Uninsured young adults take high-stakes gamble

? Clint Bowers had always been in perfect health.

So when the 24-year-old Baylor graduate was dropped from his family’s insurance plan and couldn’t land a job with health benefits, he took a gamble.

He did without.

Then four months ago, Bowers got the shock of his life. Suffering from a fever and fatigue, he went to see his doctor. The diagnosis: leukemia.

“This is something you can’t ever believe would happen to you,” said Bowers, who went through three months of treatment before finding a way to get coverage. “I hadn’t ever been sick in my life, and while I’m uninsured, I get hit with this.”

In the United States, the number of people between the ages of 18 and 34 without health coverage has grown to 17.9 million people, accounting for 41 percent of the country’s uninsured. Amid a soft job market and increasing insurance costs, experts fear that more people in this age bracket will forgo medical care.
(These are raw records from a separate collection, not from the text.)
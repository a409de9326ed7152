//! Query engine counters
//!
//! Counters only, monotonic, owned by one `Database`.

use std::sync::atomic::{AtomicU64, Ordering};

/// Operational counters for one database facade
#[derive(Debug, Default)]
pub struct QueryMetrics {
    /// Executed filter pipelines
    queries_executed: AtomicU64,
    /// Pipelines whose candidates were narrowed by primary key
    pk_shortcuts: AtomicU64,
    /// Candidate rows handed to the filter evaluator
    rows_scanned: AtomicU64,
    /// Rows surviving filter evaluation
    rows_returned: AtomicU64,
    /// Relation field resolutions (cache misses only)
    relations_resolved: AtomicU64,
    /// Successful store commits
    commits: AtomicU64,
}

impl QueryMetrics {
    pub fn new() -> Self {
        Self::default()
    }

    /// Record one executed pipeline
    pub fn record_query(&self, pk_shortcut: bool, scanned: usize, returned: usize) {
        self.queries_executed.fetch_add(1, Ordering::Relaxed);
        if pk_shortcut {
            self.pk_shortcuts.fetch_add(1, Ordering::Relaxed);
        }
        self.rows_scanned.fetch_add(scanned as u64, Ordering::Relaxed);
        self.rows_returned.fetch_add(returned as u64, Ordering::Relaxed);
    }

    pub fn increment_relations_resolved(&self) {
        self.relations_resolved.fetch_add(1, Ordering::Relaxed);
    }

    pub fn increment_commits(&self) {
        self.commits.fetch_add(1, Ordering::Relaxed);
    }

    /// Get all counters as a snapshot
    pub fn snapshot(&self) -> MetricsSnapshot {
        MetricsSnapshot {
            queries_executed: self.queries_executed.load(Ordering::Relaxed),
            pk_shortcuts: self.pk_shortcuts.load(Ordering::Relaxed),
            rows_scanned: self.rows_scanned.load(Ordering::Relaxed),
            rows_returned: self.rows_returned.load(Ordering::Relaxed),
            relations_resolved: self.relations_resolved.load(Ordering::Relaxed),
            commits: self.commits.load(Ordering::Relaxed),
        }
    }
}

/// A point-in-time snapshot of all counters
#[derive(Debug, Clone, Copy, PartialEq, Eq, Default)]
pub struct MetricsSnapshot {
    pub queries_executed: u64,
    pub pk_shortcuts: u64,
    pub rows_scanned: u64,
    pub rows_returned: u64,
    pub relations_resolved: u64,
    pub commits: u64,
}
“The facts are, the younger you are, the less likely you are to have a serious illness or need hospitalization,” said Len Nichols, vice president of the Center for Studying Health System Change in Washington, D.C. “It is in some sense a rational bet, but it’s a gamble, in capital letters.

“Most (young adults), when they consider the costs and what they’ll have to give up, choose not to buy it,” Nichols said. “They’re betting against the probability that a very bad event happens to them.”

Shifting priorities

Sarah Walker, a 23-year-old graduate student at Southern Methodist University, became ineligible for her parents’ insurance when she turned 22. With a part-time job that doesn’t offer benefits and a slew of other expenses, she said health insurance didn’t fit into her budget.
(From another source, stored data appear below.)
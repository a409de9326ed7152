//! Structured JSON logger
//!
//! - One log line = one event
//! - `event` and `severity` first, remaining fields sorted by key
//! - Synchronous, no buffering
//! - Events below the process-wide threshold are dropped

use std::fmt;
use std::io::{self, Write};
use std::sync::atomic::{AtomicU8, Ordering};

use serde::{Deserialize, Serialize};

/// Log severity levels
#[derive(Debug, Clone, Copy, PartialEq, Eq, PartialOrd, Ord, Serialize, Deserialize)]
#[serde(rename_all = "UPPERCASE")]
pub enum Severity {
    /// Per-query detail
    Trace = 0,
    /// Normal operations
    Info = 1,
    /// Recoverable issues
    Warn = 2,
    /// Operation failures
    Error = 3,
    /// Unrecoverable
    Fatal = 4,
}

impl Severity {
    /// Returns the string representation
    pub fn as_str(&self) -> &'static str {
        match self {
            Severity::Trace => "TRACE",
            Severity::Info => "INFO",
            Severity::Warn => "WARN",
            Severity::Error => "ERROR",
            Severity::Fatal => "FATAL",
        }
    }

    fn from_u8(value: u8) -> Self {
        match value {
            0 => Severity::Trace,
            1 => Severity::Info,
            2 => Severity::Warn,
            3 => Severity::Error,
            _ => Severity::Fatal,
        }
    }
}

impl fmt::Display for Severity {
    fn fmt(&self, f: &mut fmt::Formatter<'_>) -> fmt::Result {
        write!(f, "{}", self.as_str())
    }
}

static MIN_SEVERITY: AtomicU8 = AtomicU8::new(Severity::Info as u8);

/// A structured logger that outputs JSON lines
pub struct Logger;

impl Logger {
    /// Sets the minimum severity that is written.
    pub fn set_min_severity(severity: Severity) {
        MIN_SEVERITY.store(severity as u8, Ordering::Relaxed);
    }

    /// Returns the current minimum severity.
    pub fn min_severity() -> Severity {
        Severity::from_u8(MIN_SEVERITY.load(Ordering::Relaxed))
    }

    /// Returns whether an event of the given severity would be written.
    pub fn enabled(severity: Severity) -> bool {
        severity >= Self::min_severity()
    }

    /// Log an event with the given severity and fields
    pub fn log(severity: Severity, event: &str, fields: &[(&str, &str)]) {
        if !Self::enabled(severity) {
            return;
        }
        if severity >= Severity::Error {
            Self::log_to_writer(severity, event, fields, &mut io::stderr());
        } else {
            Self::log_to_writer(severity, event, fields, &mut io::stdout());
        }
    }

    fn log_to_writer<W: Write>(
        severity: Severity,
        event: &str,
        fields: &[(&str, &str)],
        writer: &mut W,
    ) {
        let line = Self::format_line(severity, event, fields);
        let _ = writer.write_all(line.as_bytes());
        let _ = writer.flush();
    }

    fn format_line(severity: Severity, event: &str, fields: &[(&str, &str)]) -> String {
        let mut output = String::with_capacity(128);

        output.push_str("{\"event\":\"");
        Self::escape_json_string(&mut output, event);
        output.push_str("\",\"severity\":\"");
        output.push_str(severity.as_str());
        output.push('"');

        let mut sorted_fields: Vec<_> = fields.iter().collect();
        sorted_fields.sort_by_key(|(k, _)| *k);

        for (key, value) in sorted_fields {
            output.push_str(",\"");
            Self::escape_json_string(&mut output, key);
            output.push_str("\":\"");
            Self::escape_json_string(&mut output, value);
            output.push('"');
        }

        output.push_str("}\n");
        output
    }

    fn escape_json_string(output: &mut String, s: &str) {
        for c in s.chars() {
            match c {
                '"' => output.push_str("\\\""),
                '\\' => output.push_str("\\\\"),
                '\n' => output.push_str("\\n"),
                '\r' => output.push_str("\\r"),
                '\t' => output.push_str("\\t"),
                c if c.is_control() => {
                    output.push_str(&format!("\\u{:04x}", c as u32));
                }
                c => output.push(c),
            }
        }
    }

    /// Log at TRACE level
    pub fn trace(event: &str, fields: &[(&str, &str)]) {
        Self::log(Severity::Trace, event, fields);
    }

    /// Log at INFO level
    pub fn info(event: &str, fields: &[(&str, &str)]) {
        Self::log(Severity::Info, event, fields);
    }

    /// Log at WARN level
    pub fn warn(event: &str, fields: &[(&str, &str)]) {
        Self::log(Severity::Warn, event, fields);
    }

    /// Log at ERROR level
    pub fn error(event: &str, fields: &[(&str, &str)]) {
        Self::log(Severity::Error, event, fields);
    }
}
“I’m paying for my education, for rent, for food and for car insurance,” she said. “All that comes before health insurance.”

Sara Collins, senior program officer with the Commonwealth Fund, a health policy foundation in New York, said this age group was high-risk and needed to be insured. Young adults have the highest number of annual visits to emergency rooms and account for one-third of new HIV diagnoses. There are 3.5 million pregnancies among women in their 20s every year.

“It’s a time when you’re becoming an adult, and you need to establish your own connections to the health system,” Collins said. “If you’re losing coverage at this time, it’s very difficult to establish those relationships.”

Cost is key

When it comes to purchasing insurance, the biggest obstacle is cost. Nichols said the price of coverage was rising faster than income, making it difficult for young people to get access to insurance.

The best bet for young adults — second to working for a firm with benefits — is to purchase insurance in the nongroup market, Nichols said. There, healthy people will pay around $150 a month. People with pre-existing ailments could pay up to $10,000 a month for coverage, he said. COBRA, a federal program that enables people to buy insurance from former employers or their parents’ plans, costs around $3,000 a year for an individual and $8,000 for a family, Nichols said. And short-term emergency insurance, which protects only against catastrophic events, ranges in price by state.